From Motor Trends: 2013 Motor Trend Car of the Year: Tesla Model S.
While those two publications aren't perfect, they seem to have way more credibility than Broder.
They are selling them faster than they can make them and it has received spectacular reviews from the automotive press--or at least any automotive press that hadn't already made up their minds that "electric cars suck". This is a car which is more than competitive within its segment (luxury sports sedan). It's just a matter of time until the technology becomes more affordable and trickles down into mass market segments.
It's absurd to claim that electric cars won't be practical until we have fusion reactors when they are clearly practical in some segments today.
You sound like the sad, pathetic curmudgeons who crap on any trans-formative new technology--I'm sure some jackass said the same things about "horseless carriages" at the time. Someday soon you will be just as wrong and just as irrelevant.
Musk will print your driving log, and you'll end up getting traffic tickets in the mail.
No.. no. I wont.
Years ago I adopted a foolproof way of avoiding speeding fines; and one that keeps me and everybody around me safer; I simply obey speed limits.
As your driving improves you might discover this secret too.
"Oops, I always forget the purpose of competition is to divide people into winners and losers." - Hobbes
There is a simple way to prove it. Have someone else who is acceptable to both NYT and Tesla motors repeat the trip with the following differences;
1. Video the whole trip.
2. Charge to full at each stop.
Compare the logs from both trips and report the results. Let the readers decide who is telling the truth. How about we have more reporters telling the facts and fewer commentators telling us how to think.

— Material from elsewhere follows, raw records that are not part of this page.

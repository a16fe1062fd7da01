#![forbid(unsafe_code)]

pub mod error;
pub mod sessions;

pub use quiz_core::RandomSource;

pub use error::{FilterKind, QuizError, QuizLoopError};
pub use sessions::{
    ActiveFilter, ActiveSetBuilder, AdvanceOutcome, QuizLoopService, QuizPhase, QuizProgress,
    QuizSession, QuizSummary,
};
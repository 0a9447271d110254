use std::sync::Arc;

use axum::{
    extract::{Extension, Path},
    http::StatusCode,
    response::IntoResponse,
    routing::{get, post},
    Json, Router,
};

use crebit_core::AccountId;
use crebit_ledger::TransactionCommand;

use crate::app::services::AppServices;
use crate::app::{dto, errors};

pub fn router() -> Router {
    Router::new()
        .route("/:id/transactions", post(post_transaction))
        .route("/:id/statement", get(get_statement))
}

pub async fn post_transaction(
    Extension(services): Extension<Arc<AppServices>>,
    Path(id): Path<i64>,
    Json(body): Json<dto::TransactionRequest>,
) -> axum::response::Response {
    let kind = match errors::parse_transaction_kind(&body.kind) {
        Ok(kind) => kind,
        Err(resp) => return resp,
    };

    let command = TransactionCommand {
        kind,
        value: body.value,
        description: body.description,
    };

    match services.engine().apply(AccountId::new(id), command).await {
        Ok(view) => (StatusCode::OK, Json(dto::balance_to_json(view))).into_response(),
        Err(e) => errors::engine_error_to_response(e),
    }
}

pub async fn get_statement(
    Extension(services): Extension<Arc<AppServices>>,
    Path(id): Path<i64>,
) -> axum::response::Response {
    match services.engine().statement(AccountId::new(id)).await {
        Ok(statement) => {
            (StatusCode::OK, Json(dto::statement_to_json(statement))).into_response()
        }
        Err(e) => errors::engine_error_to_response(e),
    }
}
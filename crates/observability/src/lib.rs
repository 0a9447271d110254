//! Tracing/logging setup shared by binaries.

use tracing_subscriber::EnvFilter;

/// Initialize process-wide tracing with the default `info` level,
/// overridable via `RUST_LOG`.
///
/// Safe to call multiple times (subsequent calls are no-ops).
pub fn init() {
    init_with_default_filter("info");
}

/// Initialize tracing with an explicit fallback filter (tests use this to
/// quiet noisy targets).
pub fn init_with_default_filter(fallback: &str) {
    let filter = EnvFilter::try_from_default_env().unwrap_or_else(|_| EnvFilter::new(fallback));

    // JSON lines with timestamps; field-level filtering via RUST_LOG.
    let _ = tracing_subscriber::fmt()
        .with_env_filter(filter)
        .json()
        .with_target(false)
        .try_init();
}
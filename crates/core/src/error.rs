//! Domain error model.

use thiserror::Error;

/// Result type used across the domain layer.
pub type DomainResult<T> = Result<T, DomainError>;

/// Domain-level error.
///
/// Keep this focused on deterministic, business/domain failures (validation,
/// invariants). Infrastructure concerns belong elsewhere.
#[derive(Debug, Error, Clone, PartialEq, Eq)]
pub enum DomainError {
    /// A value failed validation (e.g. malformed input).
    #[error("validation failed: {0}")]
    Validation(String),

    /// A debit would push the balance below the account's overdraft floor.
    #[error("overdraft limit exceeded")]
    OverdraftExceeded,

    /// An identifier was invalid (e.g. parse failure).
    #[error("invalid identifier: {0}")]
    InvalidId(String),

    /// A requested resource was not found (domain-level).
    #[error("not found")]
    NotFound,
}

impl DomainError {
    pub fn validation(msg: impl Into<String>) -> Self {
        Self::Validation(msg.into())
    }

    pub fn invalid_id(msg: impl Into<String>) -> Self {
        Self::InvalidId(msg.into())
    }

    pub fn not_found() -> Self {
        Self::NotFound
    }
}
use serde::{Deserialize, Serialize};

use crebit_core::{AccountId, DomainError, DomainResult};

use crate::transaction::{TransactionCommand, TransactionKind};

/// Ledger account state: an immutable overdraft limit and a running balance.
///
/// The invariant `balance >= -overdraft_limit` must hold at every observable
/// point. This type only *decides* balance transitions; keeping the decision
/// atomic with respect to concurrent callers is the job of the store's
/// per-account unit of work.
#[derive(Debug, Clone, Copy, PartialEq, Eq, Serialize, Deserialize)]
pub struct Account {
    pub id: AccountId,
    /// Maximum amount the balance may go negative. Non-negative by
    /// provisioning.
    pub overdraft_limit: i64,
    pub balance: i64,
}

impl Account {
    pub fn new(id: AccountId, overdraft_limit: i64, balance: i64) -> DomainResult<Self> {
        if overdraft_limit < 0 {
            return Err(DomainError::validation("overdraft_limit must be non-negative"));
        }
        Ok(Self {
            id,
            overdraft_limit,
            balance,
        })
    }

    /// Lowest balance this account may reach.
    pub fn floor(&self) -> i64 {
        -self.overdraft_limit
    }

    /// New balance after an unconditional credit.
    pub fn credited(&self, value: i64) -> DomainResult<i64> {
        self.balance
            .checked_add(value)
            .ok_or_else(|| DomainError::validation("balance overflow"))
    }

    /// New balance after a debit, or `OverdraftExceeded` when the result
    /// would fall below the floor. The caller must not persist anything on
    /// rejection.
    pub fn debited(&self, value: i64) -> DomainResult<i64> {
        let new_balance = self
            .balance
            .checked_sub(value)
            .ok_or_else(|| DomainError::validation("balance overflow"))?;
        if new_balance < self.floor() {
            return Err(DomainError::OverdraftExceeded);
        }
        Ok(new_balance)
    }

    /// Decide the balance transition for a validated command.
    pub fn decide(&self, command: &TransactionCommand) -> DomainResult<i64> {
        match command.kind {
            TransactionKind::Credit => self.credited(command.value),
            TransactionKind::Debit => self.debited(command.value),
        }
    }
}

#[cfg(test)]
mod tests {
    use super::*;
    use proptest::prelude::*;

    fn account(overdraft_limit: i64, balance: i64) -> Account {
        Account::new(AccountId::new(1), overdraft_limit, balance).unwrap()
    }

    #[test]
    fn negative_overdraft_limit_is_rejected_at_construction() {
        assert!(Account::new(AccountId::new(1), -1, 0).is_err());
    }

    #[test]
    fn credit_is_unconditional() {
        assert_eq!(account(0, 0).credited(100).unwrap(), 100);
        assert_eq!(account(1000, -1000).credited(1).unwrap(), -999);
    }

    #[test]
    fn debit_to_exactly_the_floor_succeeds() {
        // value == balance + limit leaves the balance at exactly -limit.
        let acc = account(1000, 250);
        assert_eq!(acc.debited(1250).unwrap(), -1000);
    }

    #[test]
    fn debit_one_past_the_floor_is_rejected() {
        let acc = account(1000, 250);
        assert_eq!(acc.debited(1251).unwrap_err(), DomainError::OverdraftExceeded);
    }

    #[test]
    fn debit_sequence_against_limit() {
        // limit=1000, balance=0: -500, reject 600, then -500 lands on the floor.
        let mut acc = account(1000, 0);
        acc.balance = acc.debited(500).unwrap();
        assert_eq!(acc.balance, -500);
        assert_eq!(acc.debited(600).unwrap_err(), DomainError::OverdraftExceeded);
        acc.balance = acc.debited(500).unwrap();
        assert_eq!(acc.balance, -1000);
    }

    #[test]
    fn zero_limit_account_cannot_go_negative() {
        let mut acc = account(0, 0);
        acc.balance = acc.credited(100).unwrap();
        acc.balance = acc.debited(100).unwrap();
        assert_eq!(acc.balance, 0);
        assert_eq!(acc.debited(1).unwrap_err(), DomainError::OverdraftExceeded);
    }

    proptest! {
        #![proptest_config(ProptestConfig {
            cases: 256,
            ..ProptestConfig::default()
        })]

        /// Property: for any op sequence, the balance never drops below the
        /// floor, and the final balance equals the initial balance plus the
        /// sum of accepted deltas (credits positive, debits negative).
        #[test]
        fn accepted_ops_sum_to_final_balance(
            overdraft_limit in 0i64..1_000_000,
            initial in -1_000i64..1_000_000,
            ops in prop::collection::vec((any::<bool>(), 1i64..100_000), 1..64)
        ) {
            let initial = initial.max(-overdraft_limit);
            let mut acc = account(overdraft_limit, initial);
            let mut accepted_sum: i64 = 0;

            for (is_credit, value) in ops {
                let outcome = if is_credit {
                    acc.credited(value)
                } else {
                    acc.debited(value)
                };
                if let Ok(new_balance) = outcome {
                    acc.balance = new_balance;
                    accepted_sum += if is_credit { value } else { -value };
                }
                prop_assert!(acc.balance >= acc.floor());
            }

            prop_assert_eq!(acc.balance, initial + accepted_sum);
        }
    }
}
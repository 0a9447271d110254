#[tokio::main]
async fn main() {
    crebit_observability::init();

    let config = crebit_api::config::Config::from_env();

    let app = crebit_api::app::build_app(&config)
        .await
        .expect("failed to build application");

    let listener = tokio::net::TcpListener::bind(&config.listen_addr)
        .await
        .unwrap_or_else(|e| panic!("failed to bind {}: {e}", config.listen_addr));

    tracing::info!("listening on {}", listener.local_addr().unwrap());

    axum::serve(listener, app).await.unwrap();
}
//! HTTP API application wiring (Axum router + service wiring).
//!
//! Layout:
//! - `services.rs`: store selection and engine wiring
//! - `routes/`: HTTP routes + handlers
//! - `dto.rs`: request/response DTOs and JSON mapping helpers
//! - `errors.rs`: consistent error responses

use std::sync::Arc;

use axum::{routing::get, Extension, Router};

use crebit_infra::{LedgerStore, StoreError};

use crate::config::Config;

pub mod dto;
pub mod errors;
pub mod routes;
pub mod services;

/// Build the full HTTP router (public entrypoint used by `main.rs`).
///
/// Selects the store from configuration: Postgres when `DATABASE_URL` is
/// set (bootstrapping the schema), otherwise the in-memory store seeded
/// with demo accounts.
pub async fn build_app(config: &Config) -> Result<Router, StoreError> {
    let store = services::build_store(config).await?;
    Ok(app_with_store(store, config))
}

/// Wire the router around an already-constructed store.
///
/// Split out so tests can inject an in-memory store they control.
pub fn app_with_store(store: Arc<dyn LedgerStore>, config: &Config) -> Router {
    let services = Arc::new(services::AppServices::new(store, config.lock_timeout));

    Router::new()
        .route("/health", get(routes::system::health))
        .nest("/accounts", routes::accounts::router())
        .layer(Extension(services))
}
//! Process configuration, read from the environment at startup.

use std::time::Duration;

const DEFAULT_LISTEN_ADDR: &str = "0.0.0.0:8080";
const DEFAULT_LOCK_TIMEOUT_MS: u64 = 250;

/// Runtime configuration for the API process.
#[derive(Debug, Clone)]
pub struct Config {
    /// TCP listen address.
    pub listen_addr: String,
    /// Postgres connection string; when unset the process runs on the
    /// in-memory store with demo accounts.
    pub database_url: Option<String>,
    /// Bound on waiting for a per-account hold.
    pub lock_timeout: Duration,
}

impl Default for Config {
    fn default() -> Self {
        Self {
            listen_addr: DEFAULT_LISTEN_ADDR.to_string(),
            database_url: None,
            lock_timeout: Duration::from_millis(DEFAULT_LOCK_TIMEOUT_MS),
        }
    }
}

impl Config {
    /// Read `LISTEN_ADDR`, `DATABASE_URL` and `LOCK_TIMEOUT_MS`, falling
    /// back to defaults for anything unset or unparsable.
    pub fn from_env() -> Self {
        let listen_addr =
            std::env::var("LISTEN_ADDR").unwrap_or_else(|_| DEFAULT_LISTEN_ADDR.to_string());

        let database_url = std::env::var("DATABASE_URL").ok().filter(|v| !v.is_empty());

        let lock_timeout_ms = std::env::var("LOCK_TIMEOUT_MS")
            .ok()
            .and_then(|v| v.parse::<u64>().ok())
            .unwrap_or(DEFAULT_LOCK_TIMEOUT_MS);

        Self {
            listen_addr,
            database_url,
            lock_timeout: Duration::from_millis(lock_timeout_ms),
        }
    }
}
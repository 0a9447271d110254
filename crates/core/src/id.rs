//! Strongly-typed identifiers used across the domain.

use core::str::FromStr;
use serde::{Deserialize, Serialize};

use crate::error::DomainError;

/// Identifier of a ledger account.
///
/// Accounts are provisioned with externally assigned integer ids (they are
/// part of the wire contract), so this is a newtype over `i64` rather than a
/// generated UUID.
#[derive(Debug, Copy, Clone, PartialEq, Eq, Hash, PartialOrd, Ord, Serialize, Deserialize)]
#[serde(transparent)]
pub struct AccountId(i64);

impl AccountId {
    pub const fn new(raw: i64) -> Self {
        Self(raw)
    }

    pub const fn as_i64(&self) -> i64 {
        self.0
    }
}

impl core::fmt::Display for AccountId {
    fn fmt(&self, f: &mut core::fmt::Formatter<'_>) -> core::fmt::Result {
        core::fmt::Display::fmt(&self.0, f)
    }
}

impl From<i64> for AccountId {
    fn from(value: i64) -> Self {
        Self(value)
    }
}

impl From<AccountId> for i64 {
    fn from(value: AccountId) -> Self {
        value.0
    }
}

impl FromStr for AccountId {
    type Err = DomainError;

    fn from_str(s: &str) -> Result<Self, Self::Err> {
        let raw = i64::from_str(s)
            .map_err(|e| DomainError::invalid_id(format!("AccountId: {}", e)))?;
        Ok(Self(raw))
    }
}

It was an accurate review. The Tesla is a useless track day car. (unless your day is very short)
The only complaint Tesla could come up with is how they dramatized the out of power issue.
John McAfee 'It was like that time I hired that Bangkok prostitute; to do my taxes, while I fucked my accountant'
Let me get this straight: I can't drive 65 or turn up the heat without having to worry about getting stranded?
What kind of car do you drive now where you are able to use more energy than you put in to it?
Motor Trend named the Chevy Vega the car of the year in 1971. Car and Driver named the Renault Alliance as one of 1983's 10 best cars. In 1985 the Ford Merkur also made this list. You might enjoy this.
1. I can't feed my horseless carriage grass, it needs some special fuel that I can only get a special stations?
2. I can't breed my horseless carriage to make more horseless carriages.
3. It costs how much?!?!?
Why would anyone ever buy one of these things?!?
What happened with Top Gear?
They showed what would almost certainly happen in reality, under a given set of circumstances.
However, what with TV production schedules, budgets etc. (and probably not wanting to really push the car all the way back to the hangar) they acted it out, rather than actually driving the car until it turned into a brick on wheels.
In other news, food 'prepared' on cookery shows is probably stone cold and dried to a husk by the time the guests taste it and obediently go 'yum'. The windows behind TV presenters on news shows are added in post-production. When someone uses a phone on TV, even in a documentary, there isn't actually someone on the other end. When you see an interview, unless its actually live, the interviewer has probably re-recorded his side of the conversation after the fact, and the editor has probably cut out a load of 'ums' and 'ers' from the guest's responses.
To summarise - if you see it on TV it has probably been staged somehow. The issue is whether the claims are honest.
In a survey of 100 programmers, 111111 thought that duck-typing was a good idea.
Of course Elon has proof to back up his claims. He is the guy behind that car after all. And if his car used pink unicorns, he'd have proof of their existence.
When I see an unbiased third party do the test - like Consumer Reports or Motor Trend - then I'll take what has to be said seriously. Until then, I'll treat everything with skepticism.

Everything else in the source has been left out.